We see strong upside to gold prices in the near term, but continue to expect rising US real rates to lead prices to peak in 2012. We expect gold prices to move higher throughout 2011, but continue to believe that gold at current price levels is a compelling trade, not a long-term investment. In particular, we expect that as US real interest rates rise with the recovery in the US economy, gold prices will likely reach a peak in 2012.”
Goldman’s Jan Hatzius previously named $1690 as a year-end target
The Prudent Squirrel and Chris Laird are getting very concerned about where things are headed.
From Prudent Squirrel
Food is going even more critical than we have been discussing. Texas cattle and grain are suffering the worst drought in 44 years. Corn reserves we thought would go to rationing next year…but now we think it happens this year. Many nations throughout the world that were grain exporters have now stopped selling on exports to conserve food for themselves. The poorest nations get hit first and the hardest. We see a huge famine developing in Africa.
Wish the news was better but we work to tell the truth. Protect family and friends. Get rid of debts. Hunker down and stock up the household with months of supplies. Things are going very ugly, very fast.

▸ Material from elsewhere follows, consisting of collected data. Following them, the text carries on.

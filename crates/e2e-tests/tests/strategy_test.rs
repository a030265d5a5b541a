//! Exact and blocked neighbor search must produce the same graph.

use pretty_assertions::assert_eq;

use convo_graph::{GraphConfig, NeighborStrategy, SimilarityGraphBuilder};
use e2e_tests::clustered_records;

fn build(records: &[convo_types::Record], config: GraphConfig) -> convo_types::NodeLinkGraph {
    SimilarityGraphBuilder::new(config).build(records).unwrap()
}

#[test]
fn test_blocked_matches_exact_across_block_sizes() {
    let records = clustered_records(120, 16, 4, 7);
    let exact = build(&records, GraphConfig::default());

    for block_size in [1, 7, 64, 500] {
        let mut config = GraphConfig::default().with_strategy(NeighborStrategy::Blocked);
        config.block_size = block_size;
        let blocked = build(&records, config);
        assert_eq!(exact, blocked, "block_size {}", block_size);
    }
}

#[test]
fn test_blocked_matches_exact_for_threshold_and_top_k() {
    let records = clustered_records(80, 8, 3, 11);
    for (threshold, top_k) in [(0.0, 1), (0.3, 5), (0.8, 10), (-1.0, 3)] {
        let config = GraphConfig::default()
            .with_threshold(threshold)
            .with_top_k(top_k);
        let exact = build(&records, config.clone());
        let blocked = build(&records, config.with_strategy(NeighborStrategy::Blocked));
        assert_eq!(exact, blocked, "threshold {} top_k {}", threshold, top_k);
    }
}

#[test]
fn test_edge_invariants_on_clustered_data() {
    let records = clustered_records(150, 12, 5, 3);
    let config = GraphConfig::default().with_top_k(4);
    let graph = build(&records, config);

    assert_eq!(graph.node_count(), 150);
    // k = min(8, 150 / 5)
    assert!(graph.nodes.iter().all(|n| n.group < 8));
    assert!(graph.edge_count() <= 150 * 4);

    let mut seen = std::collections::BTreeSet::new();
    for edge in &graph.edges {
        assert_ne!(edge.source, edge.target);
        assert!(edge.weight >= 0.3);
        assert!(edge.weight <= 1.0);
        let key = if edge.source < edge.target {
            (edge.source.clone(), edge.target.clone())
        } else {
            (edge.target.clone(), edge.source.clone())
        };
        assert!(seen.insert(key), "duplicate edge {} - {}", edge.source, edge.target);
    }
}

So far stock markets are hanging on but you have to wonder how much longer can this last? – Traderrog
From Chris Laird
Needless to say, PS readers are supposed to have basic supplies by now and if not, don’t panic, but calmly purchase some foods, and don’t be obvious about it.
Well, cash is the first line of defense, after you have your home prepped. Especially if the markets are already tipping, maybe just as well to liquidate more, not all, but more into cash.
Gold? Sure, but remember it suffers in big crashes.
Also, frankly, with the chaotic situation, it’s better not to try and speculate here, right?
Better to wait and see- Talk about an understatement!
Forward pay mandatory bills. Have lots of cash. Prepare in advance some alternate location if you have one already.